Objective: The main objective of this work is to synthesize thiobarbituric acid based bis-Schiff base derivatives and to evaluate their ability to inhibit urease enzyme and DPPH free radical scavenging potential. Methods: Thiobarbituric acid derived bis-Schiff bases (IIIa–IIIi) were synthesized by treating 2,4-dihydroxybenzaldehyde and the starting moiety 1,3-diethyl-2-thiobarbituric acid in ethanol through refluxed followed by treating chloro ethyl acetate in DMF solvent. Subsequently, hydrazine hydrate was added to compound (II), yielding bis-hydrazide in better yield, which was further reacted via refluxed with benzaldehydes in ethanol, catalyzed by acetic acid to yield compounds (IIIa–IIIi) in excellent yields. Results: The resulting compounds were tested to inhibit urease enzyme and DPPH free radical scavenging activity. Among the series, compound (IIId) (IC₅₀ = 16.11 ± 0.92 µM), (IIIc) (IC₅₀ = 19.11 ± 0.55 µM), and (IIIf) (IC₅₀ = 21.01 ± 1.42 µM) were found as promising lead urease inhibitors, stronger than the standard thiourea (IC₅₀ = 21.15 ± 0.32 µM). Moreover, compound (IIIa) (IC₅₀ = 40.21 ± 0.12 µM) was found as the excellent antioxidant agent comparing it with the standard ascorbic acid. Molecular docking study was performed to analyze the most potent compounds against urease enzyme. The results also shows that all compounds had good ADME properties there was no violation found in compounds ranges all are under druglikness criteria.
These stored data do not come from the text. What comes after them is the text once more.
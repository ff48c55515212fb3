// Copyright (C) 2022-2025 Michael Herstine <sp1ff@pobox.com>
//
// This file is part of socket-logger.
//
// socket-logger is free software: you can redistribute it and/or modify it under the terms of the
// GNU General Public License as published by the Free Software Foundation, either version 3 of the
// License, or (at your option) any later version.
//
// socket-logger is distributed in the hope that it will be useful, but WITHOUT ANY WARRANTY; without
// even the implied warranty of MERCHANTABILITY or FITNESS FOR A PARTICULAR PURPOSE.  See the GNU
// General Public License for more details.
//
// You should have received a copy of the GNU General Public License along with socket-logger.  If
// not, see <http://www.gnu.org/licenses/>.

//! Send/Sync guarantees for the public types.

use socket_logger::{
    formatter::FormattedMessage,
    logger::{Handle, SocketLogger, SocketLoggerBuilder},
    record::{LogDetails, LogRecord},
    rfc5424::Rfc5424,
    transport::TcpConnector,
};
use static_assertions::assert_impl_all;

#[test]
fn logger_is_send_sync() {
    assert_impl_all!(SocketLogger: Send, Sync);
    assert_impl_all!(SocketLoggerBuilder: Send, Sync);
    assert_impl_all!(Handle: Send, Sync, Clone);
}

#[test]
fn components_are_send_sync() {
    assert_impl_all!(LogDetails: Send, Sync);
    assert_impl_all!(LogRecord: Send, Sync);
    assert_impl_all!(FormattedMessage: Send, Sync);
    assert_impl_all!(Rfc5424: Send, Sync);
    assert_impl_all!(TcpConnector: Send, Sync);
}

#[cfg(feature = "layer")]
#[test]
fn layer_is_send_sync() {
    assert_impl_all!(socket_logger::layer::Layer: Send, Sync);
}
/// Byte-offset range into source text.
///
/// Carried by every substitution so that error messages can point back to
/// the exact piece of source that caused a problem.
#[derive(Debug, Clone, Copy, PartialEq, Eq, Default)]
pub struct Span {
    pub start: usize,
    pub end: usize,
}

impl Span {
    pub fn new(start: usize, end: usize) -> Self {
        Self { start, end }
    }

    pub fn len(&self) -> usize {
        self.end.saturating_sub(self.start)
    }

    pub fn is_empty(&self) -> bool {
        self.len() == 0
    }
}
Additional research combining in vivo, toxicological, and computational analyses can offer thorough understandings of the effectiveness, safety, and fundamental mechanisms of action of these potentially beneficial antioxidant substances. Conclusions: These compounds showed tremendous potential as DPPH free radical scavengers and urease enzyme inhibitors. Compound (IIId) demonstrated the greatest suppression of urease enzyme activity, however compound (IIIa) displayed superior antioxidant effects. Additional research, incorporating in vivo, toxicological, and computational examinations, is necessary to thoroughly assess the effectiveness, safety, and fundamental mechanisms of action of these intriguing antioxidant molecules.